Parece mentira que hayan pasado cinco años desde aquel momento, porque no he abandonado (ni siquiera ahora) ese autoengaño infantil de que los padres son deidades inmortales. Tener un padre parece una parte permanente de la arquitectura de la vida. Ahora, con cada año que pasa, mi padre se va convirtiendo más bien en un personaje histórico, algo que pertenece al pasado, anterior a las grandes convulsiones de las que le habría gustado hablar, como la pandemia o la invasión de Ucrania.

Sin embargo, sigue estando desconcertantemente presente: su peinado desaliñado, su pálida piel celta salpicada de pecas marrones y sus dientes plateados siguen tan vivos en mi mente como si lo hubiese visto hace una hora. El número de la casa de mi madre aún está agendado como “Viejos” en mi teléfono. Son sus gestos y costumbres los que permanecen grabados en mi cerebro más que cualquier otra cosa: roncando en su sillón con un libro sobre la revolución estadounidense en el regazo, bramando e inclinándose hacia delante en el sofá cuando el Everton fallaba un gol, murmurando una grosería cuando erraba el tiro al arrojar una lata de cerveza al cesto de la basura.

El dolor es más corrosivo cuando se reprime

Perder a tu padre siendo adulto no tiene nada de excepcional. Algunos de mis amigos perdieron a los suyos de niños, una experiencia desgarradora. A mi padre también le ocurrió: su padre, marinero, había sobrevivido a las bombas nazis, pero sucumbió a un ataque al corazón y fue enterrado en el mar, en algún lugar cerca de Cabo Verde, frente a la costa occidental de África. A sus seis años, mi padre fue informado someramente de la noticia por su madre y, después, fue enviado a la escuela. Esa pérdida definió su infancia; en realidad, su muerte no define mi adultez, que hace mucho tiempo ya es independiente de mis padres. Pero todavía me sorprende, años después de que haya sido incinerado y sus cenizas plantadas bajo un árbol en Sheffield, no contar con el vocabulario adecuado para hablar de ello. Sea cual sea la perspectiva que adopte para abordar esta carencia –que han pasado 130.000 años desde el primer entierro humano, que tengo varios amigos que han sufrido pérdidas, que mi vocación es escribir–, parece que la experiencia universal de la pérdida debería ser fácil de describir, y sin embargo no lo es.

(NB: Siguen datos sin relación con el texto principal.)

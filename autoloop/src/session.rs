//! One executor session: prompt, execute (retrying transport failures),
//! reload and reconcile the task file, verify newly completed tasks, and
//! persist state, session artifacts and the progress note.

use std::thread;

use anyhow::{Context, Result};
use chrono::Utc;
use tracing::{debug, error, info, warn};

use crate::auth::ToolGate;
use crate::core::completion::{DEFAULT_COMPLETION_PHRASES, find_completion_phrase};
use crate::core::reconcile::{ReconcileReport, reconcile_tasks, validate_tasks};
use crate::core::run::RunPhase;
use crate::core::scheduler::{Progress, progress};
use crate::core::task::{Task, TaskStatus, find_task, find_task_mut};
use crate::io::checks::CheckRunner;
use crate::io::config::LoopConfig;
use crate::io::executor::{ExecEvent, ExecRequest, Executor, Transcript};
use crate::io::init::{RUN_DIR_NAME, RunPaths};
use crate::io::progress_log::{ProgressEntry, append_progress};
use crate::io::prompt::{CodingInputs, InitializerInputs, PromptBuilder};
use crate::io::run_state::{RunState, write_run_state};
use crate::io::sandbox::SandboxDeclaration;
use crate::io::session_log::{SessionMeta, SessionWriteRequest, append_session_error, write_session};
use crate::io::task_store::{load_tasks_or_empty, write_tasks};
use crate::io::verification_store::{VerificationLedger, write_ledger};
use crate::verify::{VerifyContext, VerifyOutcome, apply_outcome, verify_task};

/// What a session works on.
#[derive(Debug, Clone, PartialEq, Eq)]
pub enum SessionTarget {
    /// Write the task list.
    Initialize,
    Task(String),
}

impl SessionTarget {
    pub fn task_id(&self) -> Option<&str> {
        match self {
            SessionTarget::Initialize => None,
            SessionTarget::Task(id) => Some(id),
        }
    }

    fn phase(&self) -> RunPhase {
        match self {
            SessionTarget::Initialize => RunPhase::Initializing,
            SessionTarget::Task(_) => RunPhase::Working,
        }
    }
}

/// Collaborators shared by every session of a loop.
pub struct SessionContext<'a> {
    pub paths: &'a RunPaths,
    pub config: &'a LoopConfig,
    pub executor: &'a dyn Executor,
    pub checks: &'a dyn CheckRunner,
}

/// Observer notifications, in order of occurrence.
#[derive(Debug)]
pub enum SessionEvent<'a> {
    Started {
        session: u32,
        target: &'a SessionTarget,
    },
    Exec(&'a ExecEvent),
    TransportError {
        session: u32,
        attempt: u32,
        error: &'a str,
    },
    Finished(&'a SessionReport),
}

/// Result of one successful session.
#[derive(Debug, Clone)]
pub struct SessionReport {
    pub session: u32,
    pub target: SessionTarget,
    pub transcript: Transcript,
    pub transport_errors: u32,
    pub completion_phrase: Option<String>,
    pub reconcile: ReconcileReport,
    pub verifications: Vec<(String, VerifyOutcome)>,
    /// Problems in the task list the executor wrote.
    pub task_problems: Vec<String>,
    pub progress: Progress,
}

impl SessionReport {
    pub fn verification_failed(&self) -> bool {
        self.verifications.iter().any(|(_, outcome)| !outcome.passed())
    }
}

/// Run one session against `tasks` (the freshly reloaded list) and return the
/// report plus the reconciled list that was persisted.
///
/// Transport failures are retried after the configured backoff without
/// advancing the session number; only persistence failures are returned.
pub fn run_session(
    ctx: &SessionContext<'_>,
    state: &mut RunState,
    mut tasks: Vec<Task>,
    ledger: &mut VerificationLedger,
    target: SessionTarget,
    on_event: &mut dyn FnMut(&SessionEvent<'_>),
) -> Result<(SessionReport, Vec<Task>)> {
    let session = state.session_count + 1;
    let started_at = Utc::now();
    let policy = state.policy.clone().unwrap_or_default();
    let workdir = ctx.paths.workdir.clone();

    if let SessionTarget::Task(id) = &target {
        let claimed = match find_task_mut(&mut tasks, id) {
            Some(task) if task.status == TaskStatus::Pending => {
                task.status = TaskStatus::InProgress;
                true
            }
            _ => false,
        };
        if claimed {
            write_tasks(&ctx.paths.tasks_path, &tasks).context("mark target in progress")?;
        }
    }

    let prompt = build_prompt(ctx, state, &tasks, ledger, &target, session)?;
    let request = ExecRequest {
        session,
        workdir: workdir.clone(),
        prompt: prompt.clone(),
        model: state.model.clone(),
        sandbox: SandboxDeclaration::for_run(
            &workdir,
            &ctx.config.sandbox.read_only_paths,
            policy.preset,
        ),
        timeout: ctx.config.session_timeout(),
        output_limit_bytes: ctx.config.executor.output_limit_bytes,
    };
    let gate = ToolGate::new(policy, workdir.clone());

    info!(session, target = ?target, "session started");
    on_event(&SessionEvent::Started {
        session,
        target: &target,
    });

    let mut transport_errors = 0u32;
    let transcript = loop {
        let result = ctx.executor.exec(&request, &gate, &mut |event| {
            on_event(&SessionEvent::Exec(event));
        });
        match result {
            Ok(transcript) => break transcript,
            Err(err) => {
                transport_errors += 1;
                let message = format!("{err:#}");
                error!(session, attempt = transport_errors, err = %message, "executor transport failure");
                append_session_error(&ctx.paths.session_dir(session), Utc::now(), &message)?;
                on_event(&SessionEvent::TransportError {
                    session,
                    attempt: transport_errors,
                    error: &message,
                });
                thread::sleep(ctx.config.error_backoff());
            }
        }
    };
    let ended_at = Utc::now();

    let reloaded = load_tasks_or_empty(&ctx.paths.tasks_path);
    let (mut tasks, reconcile) =
        reconcile_tasks(&tasks, reloaded, &ledger.exhausted_tasks(), ended_at);
    if !reconcile.is_clean() {
        debug!(?reconcile, "reconciled executor edits");
    }

    let task_problems = validate_tasks(&tasks);
    for problem in &task_problems {
        warn!(session, problem = %problem, "task list problem");
    }
    if target == SessionTarget::Initialize && !tasks.is_empty() {
        state.initialized = true;
    }

    let verify_ctx = VerifyContext {
        workdir: &workdir,
        config: &ctx.config.verification,
        checks: ctx.checks,
    };
    let mut verifications = Vec::new();
    for id in &reconcile.newly_completed {
        let Some(task) = find_task_mut(&mut tasks, id) else {
            continue;
        };
        if task.verification_command.is_none() {
            continue;
        }
        let outcome = verify_task(task, ledger, &verify_ctx, Utc::now());
        apply_outcome(task, &outcome);
        verifications.push((id.clone(), outcome));
    }

    let completion_phrase =
        find_completion_phrase(&transcript.narration(), &ctx.config.completion_phrases)
            .map(str::to_string);
    let progress = progress(&tasks);

    write_tasks(&ctx.paths.tasks_path, &tasks).context("write tasks.json")?;
    if !verifications.is_empty() {
        write_ledger(&ctx.paths.verification_path, ledger).context("write verification.json")?;
    }
    state.session_count = session;
    state.updated_at = ended_at;
    write_run_state(&ctx.paths.state_path, state).context("write state.json")?;

    let meta = SessionMeta {
        session,
        phase: target.phase(),
        task_id: target.task_id().map(str::to_string),
        started_at,
        ended_at,
        duration_ms: u64::try_from((ended_at - started_at).num_milliseconds()).unwrap_or(0),
        is_error: transcript.is_error,
        tool_uses: transcript.tool_uses,
        tool_denials: transcript.tool_denials,
        completion_phrase: completion_phrase.clone(),
    };
    write_session(&SessionWriteRequest {
        dir: ctx.paths.session_dir(session),
        meta: &meta,
        prompt: &prompt,
        transcript: &transcript.text,
    })?;

    let report = SessionReport {
        session,
        target,
        transcript,
        transport_errors,
        completion_phrase,
        reconcile,
        verifications,
        task_problems,
        progress,
    };
    let (headline, details) = progress_note(&report, &tasks);
    append_progress(
        &ctx.paths.progress_path,
        &ProgressEntry {
            session,
            timestamp: ended_at,
            headline: &headline,
            progress: &report.progress,
            details: &details,
        },
    )?;

    info!(session, progress = %report.progress.summary(), "session finished");
    on_event(&SessionEvent::Finished(&report));
    Ok((report, tasks))
}

fn build_prompt(
    ctx: &SessionContext<'_>,
    state: &RunState,
    tasks: &[Task],
    ledger: &VerificationLedger,
    target: &SessionTarget,
    session: u32,
) -> Result<String> {
    let builder = PromptBuilder::new(ctx.config.prompt_budget_bytes)?;
    let policy = state.policy.clone().unwrap_or_default();
    let tasks_path = format!("{RUN_DIR_NAME}/tasks.json");
    match target {
        SessionTarget::Initialize => builder.build_initializer(&InitializerInputs {
            kind: &state.kind,
            policy: &policy,
            tasks_path: &tasks_path,
        }),
        SessionTarget::Task(id) => {
            let task = find_task(tasks, id)
                .with_context(|| format!("target task '{id}' is not in the task list"))?;
            let completion_phrase = ctx
                .config
                .completion_phrases
                .first()
                .map(String::as_str)
                .unwrap_or(DEFAULT_COMPLETION_PHRASES[0]);
            builder.build_coding(&CodingInputs {
                session,
                kind: &state.kind,
                policy: &policy,
                tasks_path: &tasks_path,
                task,
                tasks,
                progress: &progress(tasks).summary(),
                guidance: ledger.pending_guidance(id),
                completion_phrase,
            })
        }
    }
}

fn progress_note(report: &SessionReport, tasks: &[Task]) -> (String, Vec<String>) {
    let headline = match &report.target {
        SessionTarget::Initialize => format!("Initialization wrote {} tasks.", tasks.len()),
        SessionTarget::Task(id) => {
            let status = find_task(tasks, id).map_or("missing", |t| t.status.as_str());
            format!("Worked on task `{id}` (now {status}).")
        }
    };

    let mut details = Vec::new();
    if report.transport_errors > 0 {
        details.push(format!(
            "{} executor transport error(s) before this session succeeded",
            report.transport_errors
        ));
    }
    for id in &report.reconcile.newly_completed {
        details.push(format!("`{id}` marked completed"));
    }
    for (id, outcome) in &report.verifications {
        details.push(format!("`{id}`: {}", outcome.describe()));
    }
    if !report.reconcile.restored.is_empty() {
        details.push(format!(
            "restored tasks removed by the executor: {}",
            report.reconcile.restored.join(", ")
        ));
    }
    if !report.reconcile.reverted.is_empty() {
        details.push(format!(
            "reverted transitions with unmet dependencies: {}",
            report.reconcile.reverted.join(", ")
        ));
    }
    details.extend(report.task_problems.iter().cloned());
    if report.transcript.tool_denials > 0 {
        details.push(format!(
            "{} of {} tool uses denied",
            report.transcript.tool_denials, report.transcript.tool_uses
        ));
    }
    if let Some(phrase) = &report.completion_phrase {
        details.push(format!("executor declared: \"{phrase}\""));
    }
    (headline, details)
}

Evitamos hablar de la muerte, por supuesto, por razones comprensibles, pero eso no significa que sea una forma sana de afrontarla. La tememos por nosotros mismos y por nuestros seres queridos. La pérdida es dolorosa, pero irreversible, por lo que gastar energía en ella puede parecer como invocar al dolor sin recompensa alguna. Para mí, cada vez está más claro por qué necesito procesar sus últimos momentos: para que no se conviertan en el recuerdo definitivo de quién fue mi padre. Con el tiempo, ese momento de decadencia terminal ha dado paso al hombre que cantaba enérgicamente el estribillo de Forever Young, de Bob Dylan, o que devoraba un curry los sábados por la noche, o que movía el dedo mientras denunciaba a políticos conservadores y laboristas por igual (de tal palo, tal astilla).

Pero tengo más claro que nunca que nuestra cultura debe ser mucho más amable cuando se trata de hablar de la pérdida. Cinco años después, he llegado a entender el duelo como un tema recurrente que a lo largo de la vida adopta muchas formas, no solo la de la muerte. Se siente cuando las relaciones o las carreras profesionales llegan a su fin. La pérdida trasciende las divisiones culturales y las diferencias de clase, aunque las distintas circunstancias hacen que su impacto varíe enormemente. Hablar de ello duele, pero el dolor es más corrosivo cuando se reprime. Quizá la falta de palabras no sea el problema: el mero hecho de decir algo, cualquier cosa, rompe el tabú que más nos duele.